The idea that work is "good" is a modern and deleterious development.
The tedious, boring, and grinding aspects of work characterize most of the time spent in many and probably even all jobs.
Work is subjectively "alienating" and meaningless due to workers’
lack of honest connection to the organization and its goals and
outcomes.
Alliger provides a discussion of each proposition and considers how
workers, as well as psychologists, can best respond to the existential
difficulties and challenges of work.
Guy Debord
One of the founders of the Situationist International in France (which helped inspire the student revolt of 1968), Guy Debord wrote the influential The Society of the Spectacle (La société du spectacle).
He suggested that since all actual activity, including work, has been
harnessed into the production of the spectacle, that there can be no
freedom from work, even if leisure time is increasing.
That is, since leisure can only be leisure within the planned
activities of the spectacle, and since alienated labour helps to
reproduce that spectacle, there is also no escape from work within the
confines of the spectacle. Debord also used the slogan "NEVER WORK", which he initially painted as graffiti, and henceforth came to emphasize "could not be considered superfluous advice".
Anti-work ethic
"Anti-work" redirects here. For the subreddit, see r/antiwork.
Nietzsche
rejected the work ethic, viewing it as damaging to the development of
reason, as well as the development of the individual etc. In 1881, he
wrote:
The eulogists of work. Behind the glorification of
'work' and the tireless talk of the 'blessings of work' I find the same
thought as behind the praise of impersonal activity for the public
benefit: the fear of everything individual. At bottom, one now feels
when confronted with work—and what is invariably meant is relentless
industry from early till late—that such work is the best police, that it
keeps everybody in harness and powerfully obstructs the development of
reason, of covetousness, of the desire for independence. For it uses up a
tremendous amount of nervous energy and takes it away from reflection,
brooding, dreaming, worry, love, and hatred; it always sets a small goal
before one's eyes and permits easy and regular satisfactions. In that
way a society in which the members continually work hard will have more
security: and security is now adored as the supreme goddess.
The American architect, philosopher, designer, and futurist Buckminster Fuller
presented a similar argument which rejected the notion that people
should be de facto forced to sell their labor in order to have the right
to a decent life.
Contemporary era
Particularly in anarchist circles, some believe that work has become highly alienated
throughout history and is fundamentally unhappy and burdensome, and
therefore should not be enforced by economic or political means. In this context, some call for the introduction of an unconditional basic income or a shorter working week such as the 4-day workweek.
Media
The Idler is a twice-monthly British magazine dedicated to the ethos of "idleness." It was founded in 1993 by Tom Hodgkinson and Gavin Pretor-Pinney with the intention of exploring alternative ways of working and living.

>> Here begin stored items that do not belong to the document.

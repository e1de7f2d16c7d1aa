//! Printing macros that switch between console output and tracing.
//!
//! When `STANDUP_DEBUG` or `RUST_LOG` is set, messages are emitted through
//! `tracing` (the subscriber is installed in `main`). Otherwise they go
//! straight to stdout, or to stderr for errors.
//!
//! ```text
//! msg_print!(msg)   -> println!   | tracing::info!
//! msg_success!(msg) -> println!   | tracing::info!   (✅ prefix)
//! msg_warning!(msg) -> println!   | tracing::warn!   (⚠️ prefix)
//! msg_error!(msg)   -> eprintln!  | tracing::error!  (❌ prefix)
//! msg_debug!(msg)   -> (nothing)  | tracing::debug!  (🔍 prefix)
//! ```
//!
//! Report content itself is not printed through these macros: the report is
//! written to an explicit writer so it stays on stdout in every mode.

use std::sync::OnceLock;

static DEBUG_MODE: OnceLock<bool> = OnceLock::new();

/// Environment variable enabling debug output.
pub const DEBUG_ENV: &str = "STANDUP_DEBUG";

/// Returns whether debug mode is on. Evaluated once per process.
#[doc(hidden)]
pub fn is_debug_mode() -> bool {
    *DEBUG_MODE.get_or_init(|| std::env::var(DEBUG_ENV).is_ok() || std::env::var("RUST_LOG").is_ok())
}

/// Prints a plain message.
///
/// ```rust,ignore
/// msg_print!(Message::ConfigModuleRtm);
/// msg_print!(Message::ConfigModuleRtm, true); // surrounded by blank lines
/// ```
#[macro_export]
macro_rules! msg_print {
    ($msg:expr) => {
        if $crate::libs::messages::macros::is_debug_mode() {
            tracing::info!("{}", $msg);
        } else {
            println!("{}", $msg);
        }
    };
    ($msg:expr, true) => {
        if $crate::libs::messages::macros::is_debug_mode() {
            tracing::info!("\n{}\n", $msg);
        } else {
            println!("\n{}\n", $msg);
        }
    };
}

/// Prints a success message with a ✅ prefix.
#[macro_export]
macro_rules! msg_success {
    ($msg:expr) => {
        if $crate::libs::messages::macros::is_debug_mode() {
            tracing::info!("✅ {}", $msg);
        } else {
            println!("✅ {}", $msg);
        }
    };
    ($msg:expr, true) => {
        if $crate::libs::messages::macros::is_debug_mode() {
            tracing::info!("\n✅ {}\n", $msg);
        } else {
            println!("\n✅ {}\n", $msg);
        }
    };
}

/// Prints an error message with a ❌ prefix to stderr.
///
/// ```rust,ignore
/// msg_error!(Message::RtmNotConfigured);
/// msg_error!(error); // anything implementing Display
/// ```
#[macro_export]
macro_rules! msg_error {
    ($msg:expr) => {
        if $crate::libs::messages::macros::is_debug_mode() {
            tracing::error!("❌ {}", $msg);
        } else {
            eprintln!("❌ {}", $msg);
        }
    };
    ($msg:expr, true) => {
        if $crate::libs::messages::macros::is_debug_mode() {
            tracing::error!("\n❌ {}\n", $msg);
        } else {
            eprintln!("\n❌ {}\n", $msg);
        }
    };
}

/// Prints a warning with a ⚠️ prefix.
#[macro_export]
macro_rules! msg_warning {
    ($msg:expr) => {
        if $crate::libs::messages::macros::is_debug_mode() {
            tracing::warn!("⚠️ {}", $msg);
        } else {
            println!("⚠️ {}", $msg);
        }
    };
}

/// Debug-only message; suppressed entirely outside debug mode.
#[macro_export]
macro_rules! msg_debug {
    ($msg:expr) => {
        if $crate::libs::messages::macros::is_debug_mode() {
            tracing::debug!("🔍 {}", $msg);
        }
    };
}

/// Builds an `anyhow::Error` from a message.
#[macro_export]
macro_rules! msg_error_anyhow {
    ($msg:expr) => {
        anyhow::anyhow!("{}", $msg)
    };
}

/// Returns early with an `anyhow::Error` built from a message.
///
/// ```rust,ignore
/// fn client(config: &Config) -> anyhow::Result<Rtm> {
///     let Some(rtm) = &config.rtm else {
///         msg_bail_anyhow!(Message::RtmNotConfigured);
///     };
///     Ok(Rtm::new(rtm))
/// }
/// ```
#[macro_export]
macro_rules! msg_bail_anyhow {
    ($msg:expr) => {
        anyhow::bail!("{}", $msg)
    };
}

The largest organized anti-work community on the Internet is the subredditr/antiwork on Reddit with (as of December 2021) over 1.4 million members, who call themselves "idlers" and call for "Unemployment for all, not just the rich!".
In art
The Swedish Public Freedom Service is a conceptual art project which has been running since 2014. One of the artists involved argued in relationship to the project that "changes in the last 200 years or so have always
been shifts in power, while not much that is fundamental to the
construction of society has changed. We are largely marinated in the
belief that wage labour must be central."